◆ Exercise aim: Begin at the line below that has "an output root." and stop after the line that has "pub fn archive_path(run_dir: &Utf8Path)". Please restate only those lines, word for word.

◆ Available data:
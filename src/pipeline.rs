use std::path::{Path, PathBuf};
use std::process::Command;

use camino::{Utf8Path, Utf8PathBuf};
use serde::Serialize;

use crate::document::{self, LOG_DOCUMENT, RESULT_DOCUMENT};
use crate::domain::{AnalysisId, QC_FAIL, Species};
use crate::error::KiraError;
use crate::store::Store;

const RESULTS_DIR_SKIP: &str = "work";

#[derive(Debug, Clone, PartialEq)]
pub struct PipelineSettings {
    pub nextflow: PathBuf,
    pub workflow: PathBuf,
    pub config: PathBuf,
    pub species: Species,
    pub read_type: String,
}

#[derive(Debug, Clone, PartialEq, Eq, Serialize)]
#[serde(tag = "status", rename_all = "snake_case")]
pub enum PipelineOutcome {
    Completed,
    Failed { message: String },
}

/// Runs the analysis pipeline for one sample directory. Never retried.
pub trait PipelineRunner {
    fn run(&self, sample: &AnalysisId, sample_dir: &Path) -> Result<PipelineOutcome, KiraError>;
}

#[derive(Debug, Clone)]
pub struct NextflowRunner {
    settings: PipelineSettings,
}

impl NextflowRunner {
    pub fn new(settings: PipelineSettings) -> Self {
        Self { settings }
    }

    pub fn args(&self) -> Vec<String> {
        vec![
            "-C".to_string(),
            self.settings.config.to_string_lossy().to_string(),
            "run".to_string(),
            self.settings.workflow.to_string_lossy().to_string(),
            format!("--readType={}", self.settings.read_type),
            format!("--species={}", self.settings.species.pipeline_name()),
            "--indir".to_string(),
            ".".to_string(),
            "--outdir".to_string(),
            ".".to_string(),
        ]
    }
}

impl PipelineRunner for NextflowRunner {
    fn run(&self, sample: &AnalysisId, sample_dir: &Path) -> Result<PipelineOutcome, KiraError> {
        let args = self.args();
        tracing::info!(
            %sample,
            command = %format!("{} {}", self.settings.nextflow.display(), args.join(" ")),
            "running pipeline"
        );
        let output = Command::new(&self.settings.nextflow)
            .args(&args)
            .current_dir(sample_dir)
            .output()
            .map_err(|err| {
                KiraError::PipelineLaunch(format!("{}: {err}", self.settings.nextflow.display()))
            })?;
        if output.status.success() {
            return Ok(PipelineOutcome::Completed);
        }
        let stderr = String::from_utf8_lossy(&output.stderr).trim().to_string();
        let message = if stderr.is_empty() {
            format!("pipeline exited with {}", output.status)
        } else {
            stderr.lines().last().unwrap_or_default().to_string()
        };
        tracing::warn!(%sample, %message, "pipeline run failed");
        Ok(PipelineOutcome::Failed { message })
    }
}

/// Where a sample's result document ended up after its pipeline run.
#[derive(Debug, Clone, PartialEq, Eq)]
pub enum SampleResults {
    Found(Utf8PathBuf),
    Missing,
    Ambiguous(Vec<Utf8PathBuf>),
}

/// Looks for `<sample_dir>/*/_parseresults.json`, ignoring the pipeline work dir.
pub fn locate_results(sample_dir: &Utf8Path) -> Result<SampleResults, KiraError> {
    let mut documents = Store::find_in_subdirs(sample_dir, RESULT_DOCUMENT)?
        .into_iter()
        .filter(|path| !in_work_dir(sample_dir, path))
        .collect::<Vec<_>>();
    match documents.len() {
        0 => Ok(SampleResults::Missing),
        1 => {
            let document = documents.remove(0);
            let dir = document.parent().unwrap_or(sample_dir).to_path_buf();
            Ok(SampleResults::Found(dir))
        }
        _ => Ok(SampleResults::Ambiguous(documents)),
    }
}

/// QC vote for a sample without results: the title of its failure record.
pub fn failure_vote(sample_dir: &Utf8Path) -> Result<String, KiraError> {
    for log in Store::find_in_subdirs(sample_dir, LOG_DOCUMENT)? {
        if let Some(title) = document::failure_title(log.as_std_path())? {
            return Ok(title);
        }
    }
    Ok(QC_FAIL.to_string())
}

fn in_work_dir(sample_dir: &Utf8Path, path: &Utf8Path) -> bool {
    path.strip_prefix(sample_dir)
        .ok()
        .and_then(|relative| relative.components().next())
        .map(|first| first.as_str().starts_with(RESULTS_DIR_SKIP))
        .unwrap_or(false)
}

#[cfg(test)]
mod tests {
    use std::fs;

    use super::*;
    use crate::store::utf8;

    fn sample_dir() -> (tempfile::TempDir, Utf8PathBuf) {
        let temp = tempfile::tempdir().unwrap();
        let dir = utf8(temp.path().join("S1")).unwrap();
        fs::create_dir_all(dir.as_std_path()).unwrap();
        (temp, dir)
    }

    #[test]
    fn command_line_matches_pipeline_interface() {
        let runner = NextflowRunner::new(PipelineSettings {
            nextflow: PathBuf::from("nextflow"),
            workflow: PathBuf::from("/opt/efsa/onehealth.nf"),
            config: PathBuf::from("/opt/efsa/local.config"),
            species: Species::EscherichiaColi,
            read_type: "dual".to_string(),
        });
        assert_eq!(
            runner.args(),
            vec![
                "-C",
                "/opt/efsa/local.config",
                "run",
                "/opt/efsa/onehealth.nf",
                "--readType=dual",
                "--species=escherichia coli",
                "--indir",
                ".",
                "--outdir",
                "."
            ]
        );
    }

    #[test]
    fn locate_single_result_dir() {
        let (_temp, dir) = sample_dir();
        fs::create_dir_all(dir.join("S1_out").as_std_path()).unwrap();
        fs::create_dir_all(dir.join("work").as_std_path()).unwrap();
        fs::write(dir.join("S1_out").join(RESULT_DOCUMENT).as_std_path(), b"{}").unwrap();
        fs::write(dir.join("work").join(RESULT_DOCUMENT).as_std_path(), b"{}").unwrap();

        assert_eq!(
            locate_results(&dir).unwrap(),
            SampleResults::Found(dir.join("S1_out"))
        );
    }

    #[test]
    fn locate_missing_and_ambiguous() {
        let (_temp, dir) = sample_dir();
        assert_eq!(locate_results(&dir).unwrap(), SampleResults::Missing);

        for name in ["a", "b"] {
            fs::create_dir_all(dir.join(name).as_std_path()).unwrap();
            fs::write(dir.join(name).join(RESULT_DOCUMENT).as_std_path(), b"{}").unwrap();
        }
        assert!(matches!(
            locate_results(&dir).unwrap(),
            SampleResults::Ambiguous(paths) if paths.len() == 2
        ));
    }

    #[test]
    fn failure_vote_reads_log_title() {
        let (_temp, dir) = sample_dir();
        assert_eq!(failure_vote(&dir).unwrap(), QC_FAIL);

        fs::create_dir_all(dir.join("S1_out").as_std_path()).unwrap();
        fs::write(
            dir.join("S1_out").join(LOG_DOCUMENT).as_std_path(),
            br#"{"title": "Assembly failed QC", "level": "error"}"#,
        )
        .unwrap();
        assert_eq!(failure_vote(&dir).unwrap(), "Assembly failed QC");
    }
}
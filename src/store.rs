use std::fs;
use std::path::PathBuf;

use camino::{Utf8Path, Utf8PathBuf};

use crate::domain::{AnalysisId, TableName};
use crate::error::KiraError;

pub const ALLELES_FILE: &str = "alleles.tsv";

/// Directory layout of runs below an output root.
#[derive(Debug, Clone)]
pub struct Store {
    output_root: Utf8PathBuf,
}

impl Store {
    pub fn new(output_root: Utf8PathBuf) -> Self {
        Self { output_root }
    }

    pub fn output_root(&self) -> &Utf8Path {
        &self.output_root
    }

    pub fn run_dir(&self, run_name: &str) -> Utf8PathBuf {
        self.output_root.join(run_name)
    }

    pub fn sample_dir(run_dir: &Utf8Path, sample: &AnalysisId) -> Utf8PathBuf {
        run_dir.join(sample.as_str())
    }

    /// `<run_dir>/<run_name>_report.zip`, where the run name is the directory name.
    pub fn archive_path(run_dir: &Utf8Path) -> Utf8PathBuf {
        let run_name = run_dir.file_name().unwrap_or("run");
        run_dir.join(format!("{run_name}_report.zip"))
    }

    pub fn table_path(dir: &Utf8Path, table: TableName) -> Utf8PathBuf {
        dir.join(format!("{}.tsv", table.file_stem()))
    }

    pub fn alleles_path(dir: &Utf8Path) -> Utf8PathBuf {
        dir.join(ALLELES_FILE)
    }

    /// Creates a new run directory; an existing one is never reused.
    pub fn create_run_dir(&self, run_name: &str) -> Result<Utf8PathBuf, KiraError> {
        let run_dir = self.run_dir(run_name);
        if run_dir.as_std_path().exists() {
            return Err(KiraError::RunExists(run_dir.to_string()));
        }
        fs::create_dir_all(run_dir.as_std_path())
            .map_err(|err| KiraError::Filesystem(err.to_string()))?;
        Ok(run_dir)
    }

    pub fn write_bytes_atomic(path: &Utf8Path, content: &[u8]) -> Result<(), KiraError> {
        if let Some(parent) = path.parent() {
            fs::create_dir_all(parent.as_std_path())
                .map_err(|err| KiraError::Filesystem(err.to_string()))?;
        }
        let tmp_path = path.with_extension("tmp");
        fs::write(tmp_path.as_std_path(), content)
            .map_err(|err| KiraError::Filesystem(err.to_string()))?;
        fs::rename(tmp_path.as_std_path(), path.as_std_path())
            .map_err(|err| KiraError::Filesystem(err.to_string()))?;
        Ok(())
    }

    pub fn copy_file_atomic(source: &Utf8Path, dest: &Utf8Path) -> Result<(), KiraError> {
        let parent = dest
            .parent()
            .ok_or_else(|| KiraError::Filesystem("invalid destination path".to_string()))?;
        fs::create_dir_all(parent.as_std_path())
            .map_err(|err| KiraError::Filesystem(err.to_string()))?;
        let temp = tempfile::Builder::new()
            .prefix("kira-wgs-file")
            .tempfile_in(parent.as_std_path())
            .map_err(|err| KiraError::Filesystem(err.to_string()))?;
        fs::copy(source.as_std_path(), temp.path())
            .map_err(|err| KiraError::Filesystem(format!("copy {source}: {err}")))?;
        temp.persist(dest.as_std_path())
            .map_err(|err| KiraError::Filesystem(err.to_string()))?;
        Ok(())
    }

    /// Files called `file_name` exactly one directory below `dir`, sorted by path.
    pub fn find_in_subdirs(dir: &Utf8Path, file_name: &str) -> Result<Vec<Utf8PathBuf>, KiraError> {
        if !dir.as_std_path().is_dir() {
            return Ok(Vec::new());
        }
        let entries =
            fs::read_dir(dir.as_std_path()).map_err(|err| KiraError::Filesystem(err.to_string()))?;
        let mut found = Vec::new();
        for entry in entries {
            let entry = entry.map_err(|err| KiraError::Filesystem(err.to_string()))?;
            let candidate = entry.path().join(file_name);
            if entry.path().is_dir() && candidate.is_file() {
                found.push(utf8(candidate)?);
            }
        }
        found.sort();
        Ok(found)
    }
}

pub fn utf8(path: PathBuf) -> Result<Utf8PathBuf, KiraError> {
    Utf8PathBuf::from_path_buf(path)
        .map_err(|path| KiraError::Filesystem(format!("non-utf8 path: {}", path.display())))
}

#[cfg(test)]
mod tests {
    use assert_matches::assert_matches;

    use super::*;

    #[test]
    fn layout_paths() {
        let store = Store::new(Utf8PathBuf::from("/data/out"));
        let run_dir = store.run_dir("run_efsa");
        assert_eq!(run_dir, Utf8PathBuf::from("/data/out/run_efsa"));
        assert!(Store::archive_path(&run_dir).ends_with("run_efsa/run_efsa_report.zip"));
        assert!(Store::table_path(&run_dir, TableName::Amr).ends_with("run_efsa/amr.tsv"));
        let sample: AnalysisId = "S1".parse().unwrap();
        assert!(Store::sample_dir(&run_dir, &sample).ends_with("run_efsa/S1"));
    }

    #[test]
    fn run_dir_is_never_reused() {
        let temp = tempfile::tempdir().unwrap();
        let store = Store::new(utf8(temp.path().to_path_buf()).unwrap());
        store.create_run_dir("run1").unwrap();
        assert_matches!(store.create_run_dir("run1"), Err(KiraError::RunExists(_)));
    }

    #[test]
    fn finds_files_one_level_down() {
        let temp = tempfile::tempdir().unwrap();
        let root = utf8(temp.path().to_path_buf()).unwrap();
        fs::create_dir_all(root.join("out_a").as_std_path()).unwrap();
        fs::create_dir_all(root.join("work").as_std_path()).unwrap();
        fs::write(root.join("out_a/_parseresults.json").as_std_path(), b"{}").unwrap();
        fs::write(root.join("_parseresults.json").as_std_path(), b"{}").unwrap();

        let found = Store::find_in_subdirs(&root, "_parseresults.json").unwrap();
        assert_eq!(found, vec![root.join("out_a/_parseresults.json")]);
    }
}
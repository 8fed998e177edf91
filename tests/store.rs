use assert_matches::assert_matches;
use camino::Utf8PathBuf;

use kira_wgs_surveillance::domain::{AnalysisId, TableName};
use kira_wgs_surveillance::error::KiraError;
use kira_wgs_surveillance::store::{Store, utf8};

#[test]
fn layout_paths() {
    let store = Store::new(Utf8PathBuf::from("/srv/wgs"));
    let run_dir = store.run_dir("2024_w17");
    let sample: AnalysisId = "EC0117".parse().unwrap();

    assert!(Store::archive_path(&run_dir).ends_with("2024_w17/2024_w17_report.zip"));
    assert!(Store::table_path(&run_dir, TableName::Mlst).ends_with("2024_w17/mlst.tsv"));
    assert!(Store::alleles_path(&run_dir).ends_with("2024_w17/alleles.tsv"));
    assert!(Store::sample_dir(&run_dir, &sample).ends_with("2024_w17/EC0117"));
}

#[test]
fn run_directory_is_created_once() {
    let temp = tempfile::tempdir().unwrap();
    let store = Store::new(utf8(temp.path().to_path_buf()).unwrap());
    let run_dir = store.create_run_dir("week1").unwrap();
    assert!(run_dir.as_std_path().is_dir());
    assert_matches!(store.create_run_dir("week1"), Err(KiraError::RunExists(_)));
}

#[test]
fn atomic_writes_replace_content() {
    let temp = tempfile::tempdir().unwrap();
    let root = utf8(temp.path().to_path_buf()).unwrap();
    let path = root.join("nested").join("summary.tsv");
    Store::write_bytes_atomic(&path, b"a\n").unwrap();
    Store::write_bytes_atomic(&path, b"b\n").unwrap();
    assert_eq!(std::fs::read(path.as_std_path()).unwrap(), b"b\n");

    let copy = root.join("copy").join("summary.tsv");
    Store::copy_file_atomic(&path, &copy).unwrap();
    assert_eq!(std::fs::read(copy.as_std_path()).unwrap(), b"b\n");
}
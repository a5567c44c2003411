//! Issue tracker and model provider settings shared by commands.

use anyhow::{bail, Result};
use clap::Args;
use gia_core::config::{
    AnalyzerConfig, API_KEY_ENV, DEFAULT_GITHUB_API_URL, DEFAULT_MODEL, DEFAULT_MODEL_BASE_URL,
    DEFAULT_TEMPERATURE, DEFAULT_TIMEOUT_SECS,
};
use std::time::Duration;

#[derive(Args, Clone)]
pub struct ProviderArgs {
    /// Model provider API key
    #[arg(long, env = API_KEY_ENV, hide_env_values = true)]
    pub api_key: String,

    /// OpenAI-compatible chat completion base URL
    #[arg(long, env = "GIA_MODEL_BASE_URL", default_value = DEFAULT_MODEL_BASE_URL)]
    pub model_base_url: String,

    /// Chat model identifier
    #[arg(long, env = "GIA_MODEL", default_value = DEFAULT_MODEL)]
    pub model: String,

    /// Sampling temperature
    #[arg(long, env = "GIA_TEMPERATURE", default_value_t = DEFAULT_TEMPERATURE)]
    pub temperature: f64,

    /// GitHub REST API base URL
    #[arg(long, env = "GIA_GITHUB_API_URL", default_value = DEFAULT_GITHUB_API_URL)]
    pub github_api_url: String,

    /// Timeout for each outbound request, in seconds
    #[arg(long, env = "GIA_TIMEOUT_SECS", default_value_t = DEFAULT_TIMEOUT_SECS)]
    pub timeout_secs: u64,
}

impl ProviderArgs {
    pub fn into_config(self) -> Result<AnalyzerConfig> {
        if self.api_key.trim().is_empty() {
            bail!(
                "{} is empty.\nSet it with: export {}=your-key (or add it to .env)",
                API_KEY_ENV,
                API_KEY_ENV
            );
        }

        Ok(AnalyzerConfig::new(self.api_key)
            .with_model_base_url(self.model_base_url)
            .with_model(self.model)
            .with_temperature(self.temperature)
            .with_github_api_url(self.github_api_url)
            .with_timeout(Duration::from_secs(self.timeout_secs)))
    }
}

#[cfg(test)]
mod tests {
    use super::*;
    use clap::Parser;

    #[derive(Parser)]
    struct TestCli {
        #[command(flatten)]
        provider: ProviderArgs,
    }

    #[test]
    fn test_flags_override_defaults() {
        let cli = TestCli::parse_from([
            "gia",
            "--api-key",
            "sk-test",
            "--model",
            "openai/gpt-4o-mini",
            "--timeout-secs",
            "5",
        ]);
        let config = cli.provider.into_config().unwrap();
        assert_eq!(config.model, "openai/gpt-4o-mini");
        assert_eq!(config.timeout, Duration::from_secs(5));
        assert_eq!(config.github_api_url, DEFAULT_GITHUB_API_URL);
    }

    #[test]
    fn test_blank_api_key_rejected() {
        let cli = TestCli::parse_from(["gia", "--api-key", "  "]);
        assert!(cli.provider.into_config().is_err());
    }
}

◆ Exercise solution:
/// Directory layout of runs below an output root.
#[derive(Debug, Clone)]
pub struct Store {
    output_root: Utf8PathBuf,
}

impl Store {
    pub fn new(output_root: Utf8PathBuf) -> Self {
        Self { output_root }
    }

    pub fn output_root(&self) -> &Utf8Path {
        &self.output_root
    }

    pub fn run_dir(&self, run_name: &str) -> Utf8PathBuf {
        self.output_root.join(run_name)
    }

    pub fn sample_dir(run_dir: &Utf8Path, sample: &AnalysisId) -> Utf8PathBuf {
        run_dir.join(sample.as_str())
    }

    /// `<run_dir>/<run_name>_report.zip`, where the run name is the directory name.
    pub fn archive_path(run_dir: &Utf8Path) -> Utf8PathBuf {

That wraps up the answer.